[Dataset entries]
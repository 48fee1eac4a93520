//! End-to-end tests for batch and targeted analysis through the workspace.

mod common;

use std::sync::Arc;
use std::time::Duration;

use common::{docs, open, CountingGate, GatedAnalyzer, Script, ScriptedAnalyzer};
use dissonance::{
    ConflictStatus, DissonanceError, DocumentPair, HistoryEventType, Resolution, ResolveOutcome, Severity,
    ValidationError,
};

fn pair(a: &str, b: &str) -> DocumentPair {
    DocumentPair::new(a.into(), b.into()).unwrap()
}

#[tokio::test]
async fn test_batch_creates_conflicts_and_history() {
    let analyzer = ScriptedAnalyzer::new();
    analyzer.set("a", "b", Script::Conflicts(vec![Severity::High, Severity::Low]));
    analyzer.set("a", "c", Script::Conflicts(vec![Severity::Medium]));
    let ws = open(analyzer.clone());

    let outcome = ws.analyze_batch(docs(&["a", "b", "c"])).await.unwrap();
    assert_eq!(outcome.pairs.len(), 3);
    assert_eq!(outcome.created.len(), 3);
    assert_eq!(outcome.purged, 0);

    let conflicts = ws.conflicts().unwrap();
    assert_eq!(conflicts.len(), 3);
    assert!(conflicts.iter().all(|c| c.status == ConflictStatus::Unresolved && c.resolution.is_none()));

    let history = ws.history().unwrap();
    assert_eq!(history.len(), 2);
    assert_eq!(history[0].event_type, HistoryEventType::AnalysisComplete);
    assert_eq!(history[0].details, "Analysis complete: 3 new conflict(s) found");
    assert_eq!(history[1].event_type, HistoryEventType::AnalysisStarted);
    assert_eq!(history[1].details, "Analyzing 3 document pair(s)");
}

#[tokio::test]
async fn test_incremental_batch_only_analyzes_new_pairs() {
    let analyzer = ScriptedAnalyzer::new();
    analyzer.set("a", "b", Script::Conflicts(vec![Severity::High]));
    let ws = open(analyzer.clone());
    ws.analyze_batch(docs(&["a", "b"])).await.unwrap();
    let original = ws.conflicts().unwrap();
    analyzer.clear_calls();

    let outcome = ws.analyze_batch(docs(&["c", "d"])).await.unwrap();

    let expected = [("c", "a"), ("c", "b"), ("d", "a"), ("d", "b"), ("c", "d")];
    let got: Vec<(String, String)> = outcome
        .pairs
        .iter()
        .map(|p| (p.first.to_string(), p.second.to_string()))
        .collect();
    let expected: Vec<(String, String)> = expected
        .iter()
        .map(|(x, y)| ((*x).to_string(), (*y).to_string()))
        .collect();
    assert_eq!(got, expected);

    let mut calls = analyzer.calls();
    calls.sort();
    let mut sorted = expected;
    sorted.sort();
    assert_eq!(calls, sorted);

    // The untouched pair keeps its conflict, id and all.
    assert_eq!(ws.conflicts().unwrap(), original);
    assert_eq!(ws.documents().unwrap().len(), 4);
}

#[tokio::test]
async fn test_reanalysis_purges_stale_conflicts() {
    let analyzer = ScriptedAnalyzer::new();
    analyzer.set("a", "b", Script::Conflicts(vec![Severity::High, Severity::Medium]));
    analyzer.set("a", "c", Script::Conflicts(vec![Severity::Low]));
    let ws = open(analyzer.clone());
    ws.analyze_batch(docs(&["a", "b", "c"])).await.unwrap();

    analyzer.set("a", "b", Script::Conflicts(Vec::new()));
    let outcome = ws.analyze_pair("b", "a").await.unwrap();
    assert_eq!(outcome.purged, 2);
    assert!(outcome.created.is_empty());

    assert!(ws.store().conflicts_for_pair(&pair("a", "b")).unwrap().is_empty());
    assert_eq!(ws.store().conflicts_for_pair(&pair("a", "c")).unwrap().len(), 1);
}

#[tokio::test]
async fn test_reanalysis_replaces_resolved_conflicts() {
    let analyzer = ScriptedAnalyzer::new();
    analyzer.set("a", "b", Script::Conflicts(vec![Severity::High]));
    let ws = open(analyzer.clone());
    ws.analyze_batch(docs(&["a", "b"])).await.unwrap();
    let old = ws.conflicts().unwrap()[0].id.clone();
    ws.resolve(old.as_str(), "ignore").unwrap();

    let outcome = ws.analyze_pair("a", "b").await.unwrap();
    let conflicts = ws.conflicts().unwrap();
    assert_eq!(conflicts.len(), 1);
    assert_eq!(conflicts[0].id, outcome.created[0]);
    assert_ne!(conflicts[0].id, old);
    assert!(conflicts[0].is_unresolved());
}

#[tokio::test]
async fn test_analyzer_failure_keeps_documents_and_merges_nothing() {
    let analyzer = ScriptedAnalyzer::new();
    analyzer.set("a", "b", Script::Conflicts(vec![Severity::High]));
    analyzer.set("b", "c", Script::Fail);
    let ws = open(analyzer.clone());

    let err = ws.analyze_batch(docs(&["a", "b", "c"])).await.unwrap_err();
    assert!(err.is_analyzer());
    assert!(err.is_retryable());

    assert_eq!(ws.documents().unwrap().len(), 3);
    assert!(ws.conflicts().unwrap().is_empty());

    let history = ws.history().unwrap();
    let kinds: Vec<HistoryEventType> = history.iter().map(|e| e.event_type).collect();
    assert_eq!(kinds, [HistoryEventType::AnalysisError, HistoryEventType::AnalysisStarted]);
    assert!(history[0].details.contains("scripted failure"));
    assert!(!ws.is_analysis_running());
}

#[tokio::test]
async fn test_failed_reanalysis_leaves_previous_conflicts() {
    let analyzer = ScriptedAnalyzer::new();
    analyzer.set("a", "b", Script::Conflicts(vec![Severity::High]));
    let ws = open(analyzer.clone());
    ws.analyze_batch(docs(&["a", "b"])).await.unwrap();
    let before = ws.conflicts().unwrap();

    analyzer.set("a", "b", Script::Fail);
    assert!(ws.analyze_pair("a", "b").await.unwrap_err().is_analyzer());
    assert_eq!(ws.conflicts().unwrap(), before);
}

#[tokio::test]
async fn test_malformed_candidates_abort_the_run() {
    let analyzer = ScriptedAnalyzer::new();
    analyzer.set("a", "b", Script::Malformed);
    let ws = open(analyzer.clone());

    let err = ws.analyze_batch(docs(&["a", "b"])).await.unwrap_err();
    assert!(matches!(err, DissonanceError::Analyzer(_)));
    assert!(!err.is_retryable());
    assert!(ws.conflicts().unwrap().is_empty());
    assert_eq!(ws.history().unwrap()[0].event_type, HistoryEventType::AnalysisError);
}

#[tokio::test]
async fn test_batch_validation_happens_before_side_effects() {
    let analyzer = ScriptedAnalyzer::new();
    let ws = open(analyzer.clone());

    let err = ws.analyze_batch(Vec::new()).await.unwrap_err();
    assert!(matches!(err, DissonanceError::Validation(ValidationError::EmptyBatch)));

    let err = ws.analyze_batch(docs(&["solo"])).await.unwrap_err();
    assert!(matches!(
        err,
        DissonanceError::Validation(ValidationError::NotEnoughDocuments { count: 1 })
    ));

    assert!(ws.documents().unwrap().is_empty());
    assert!(ws.history().unwrap().is_empty());
    assert!(analyzer.calls().is_empty());
    assert!(!ws.is_dirty());
}

#[tokio::test]
async fn test_duplicate_ids_reject_whole_batch() {
    let analyzer = ScriptedAnalyzer::new();
    let ws = open(analyzer.clone());
    ws.analyze_batch(docs(&["a", "b"])).await.unwrap();
    let history_len = ws.history().unwrap().len();

    let err = ws.analyze_batch(docs(&["c", "a"])).await.unwrap_err();
    assert!(err.is_duplicate_id());
    let err = ws.analyze_batch(docs(&["d", "d"])).await.unwrap_err();
    assert!(err.is_duplicate_id());

    assert_eq!(ws.documents().unwrap().len(), 2);
    assert_eq!(ws.history().unwrap().len(), history_len);
}

#[tokio::test]
async fn test_targeted_mode_rejects_bad_pairs() {
    let analyzer = ScriptedAnalyzer::new();
    let ws = open(analyzer.clone());
    ws.analyze_batch(docs(&["a", "b"])).await.unwrap();
    analyzer.clear_calls();

    let err = ws.analyze_pair("a", "a").await.unwrap_err();
    assert!(matches!(err, DissonanceError::Validation(ValidationError::SelfPair { .. })));

    let err = ws.analyze_pair("a", "zzz").await.unwrap_err();
    assert!(err.is_not_found());
    assert!(analyzer.calls().is_empty());

    ws.analyze_pair("b", "a").await.unwrap();
    assert_eq!(analyzer.calls(), [("b".to_string(), "a".to_string())]);
}

#[tokio::test]
async fn test_resolution_lifecycle() {
    let analyzer = ScriptedAnalyzer::new();
    analyzer.set("d1", "d2", Script::Conflicts(vec![Severity::High]));
    let ws = open(analyzer.clone());
    ws.analyze_batch(docs(&["d1", "d2"])).await.unwrap();
    let c1 = ws.conflicts().unwrap()[0].id.clone();

    let outcome = ws.resolve(c1.as_str(), "accept_doc1").unwrap();
    assert_eq!(outcome, ResolveOutcome::Updated { previous: None });
    let events = ws.history().unwrap().len();

    assert_eq!(ws.resolve(c1.as_str(), "accept_first").unwrap(), ResolveOutcome::Unchanged);
    assert_eq!(ws.history().unwrap().len(), events);

    let outcome = ws.resolve(c1.as_str(), "accept_second").unwrap();
    assert_eq!(
        outcome,
        ResolveOutcome::Updated {
            previous: Some(Resolution::AcceptFirst)
        }
    );
    let history = ws.history().unwrap();
    assert_eq!(history.len(), events + 1);
    assert_eq!(history[0].event_type, HistoryEventType::ConflictResolved);

    let conflict = ws.store().conflict(&c1).unwrap().unwrap();
    assert_eq!(conflict.status, ConflictStatus::Resolved);
    assert_eq!(conflict.resolution, Some(Resolution::AcceptSecond));
    assert!(conflict.is_consistent());

    ws.resolve(c1.as_str(), "ignore").unwrap();
    let conflict = ws.store().conflict(&c1).unwrap().unwrap();
    assert_eq!(conflict.status, ConflictStatus::Ignored);
    assert!(conflict.is_consistent());
}

#[tokio::test]
async fn test_save_document_appends_history() {
    let analyzer = ScriptedAnalyzer::new();
    let ws = open(analyzer.clone());
    ws.analyze_batch(docs(&["a", "b"])).await.unwrap();

    let saved = ws.save_document("a", "rewritten").unwrap();
    assert_eq!(saved.content, "rewritten");
    assert_eq!(ws.store().document(&"a".into()).unwrap().unwrap().content, "rewritten");
    assert_eq!(ws.history().unwrap()[0].event_type, HistoryEventType::DocumentSaved);

    assert!(ws.save_document("nope", "x").unwrap_err().is_not_found());
}

#[tokio::test]
async fn test_concurrent_run_is_rejected_not_queued() {
    let analyzer = GatedAnalyzer::new();
    let ws = Arc::new(open(analyzer.clone()));

    let running = {
        let ws = Arc::clone(&ws);
        tokio::spawn(async move { ws.analyze_batch(docs(&["a", "b"])).await })
    };
    analyzer.entered.notified().await;
    assert!(ws.is_analysis_running());

    let err = ws.analyze_batch(docs(&["c"])).await.unwrap_err();
    assert!(matches!(err, DissonanceError::Validation(ValidationError::AnalysisInProgress)));
    assert!(err.is_retryable());
    let err = ws.analyze_pair("a", "b").await.unwrap_err();
    assert!(matches!(err, DissonanceError::Validation(ValidationError::AnalysisInProgress)));

    analyzer.release.notify_one();
    let outcome = running.await.unwrap().unwrap();
    assert_eq!(outcome.pairs.len(), 1);
    assert!(!ws.is_analysis_running());
    assert_eq!(ws.documents().unwrap().len(), 2);

    // The slot is free again.
    analyzer.release.notify_one();
    ws.analyze_pair("a", "b").await.unwrap();
}

#[tokio::test]
async fn test_pair_calls_run_together_and_merge_once() {
    let analyzer = CountingGate::new(3);
    let ws = Arc::new(open(analyzer.clone()));

    let running = {
        let ws = Arc::clone(&ws);
        tokio::spawn(async move { ws.analyze_batch(docs(&["a", "b", "c"])).await })
    };

    // All three pair calls are parked at once: none waits on another.
    tokio::time::timeout(Duration::from_secs(5), analyzer.all_entered.notified())
        .await
        .expect("every pair call should be in flight");
    assert_eq!(analyzer.entered(), 3);

    // Nothing is merged while calls are pending.
    assert!(ws.conflicts().unwrap().is_empty());
    assert_eq!(ws.documents().unwrap().len(), 3);
    assert_eq!(ws.history().unwrap()[0].event_type, HistoryEventType::AnalysisStarted);

    analyzer.open();
    let outcome = running.await.unwrap().unwrap();
    assert_eq!(outcome.created.len(), 3);
    assert_eq!(ws.conflicts().unwrap().len(), 3);
    assert_eq!(ws.history().unwrap()[0].event_type, HistoryEventType::AnalysisComplete);
}
//! Append-only activity history.
//!
//! Every mutating operation leaves a [`HistoryEvent`] behind. The log is
//! kept newest first and is never edited.

use std::fmt;

use chrono::{DateTime, Utc};
use serde::{Deserialize, Serialize};

/// What happened.
#[derive(Debug, Clone, Copy, PartialEq, Eq, Hash, Serialize, Deserialize)]
#[serde(rename_all = "snake_case")]
pub enum HistoryEventType {
    /// An analysis run began.
    AnalysisStarted,
    /// An analysis run merged its results.
    AnalysisComplete,
    /// An analysis run failed; nothing was merged.
    AnalysisError,
    /// A conflict was resolved or ignored.
    ConflictResolved,
    /// A document's content was replaced.
    DocumentSaved,
    /// The user profile changed.
    ProfileUpdated,
    /// A report was exported.
    ReportGenerated,
}

impl fmt::Display for HistoryEventType {
    fn fmt(&self, f: &mut fmt::Formatter<'_>) -> fmt::Result {
        let s = match self {
            Self::AnalysisStarted => "analysis_started",
            Self::AnalysisComplete => "analysis_complete",
            Self::AnalysisError => "analysis_error",
            Self::ConflictResolved => "conflict_resolved",
            Self::DocumentSaved => "document_saved",
            Self::ProfileUpdated => "profile_updated",
            Self::ReportGenerated => "report_generated",
        };
        f.write_str(s)
    }
}

/// One entry of the activity log.
#[derive(Debug, Clone, PartialEq, Eq, Serialize, Deserialize)]
pub struct HistoryEvent {
    /// Unique identifier.
    pub id: String,
    /// Event kind.
    #[serde(rename = "type")]
    pub event_type: HistoryEventType,
    /// Human-readable details.
    pub details: String,
    /// When it happened.
    pub timestamp: DateTime<Utc>,
}

impl HistoryEvent {
    /// Creates an event.
    #[must_use]
    pub fn new(
        id: impl Into<String>,
        event_type: HistoryEventType,
        details: impl Into<String>,
        timestamp: DateTime<Utc>,
    ) -> Self {
        Self {
            id: id.into(),
            event_type,
            details: details.into(),
            timestamp,
        }
    }
}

> [Exercise instructions]:
When the line with "assert!(conflicts[0].is_unresolved());" is reached in the data above, begin copying, and stop after the line with "let kinds: Vec<HistoryEventType>"; copy each line exactly, both ends included.

> [Output]:
    assert!(conflicts[0].is_unresolved());
}

#[tokio::test]
async fn test_analyzer_failure_keeps_documents_and_merges_nothing() {
    let analyzer = ScriptedAnalyzer::new();
    analyzer.set("a", "b", Script::Conflicts(vec![Severity::High]));
    analyzer.set("b", "c", Script::Fail);
    let ws = open(analyzer.clone());

    let err = ws.analyze_batch(docs(&["a", "b", "c"])).await.unwrap_err();
    assert!(err.is_analyzer());
    assert!(err.is_retryable());

    assert_eq!(ws.documents().unwrap().len(), 3);
    assert!(ws.conflicts().unwrap().is_empty());

    let history = ws.history().unwrap();
    let kinds: Vec<HistoryEventType> = history.iter().map(|e| e.event_type).collect();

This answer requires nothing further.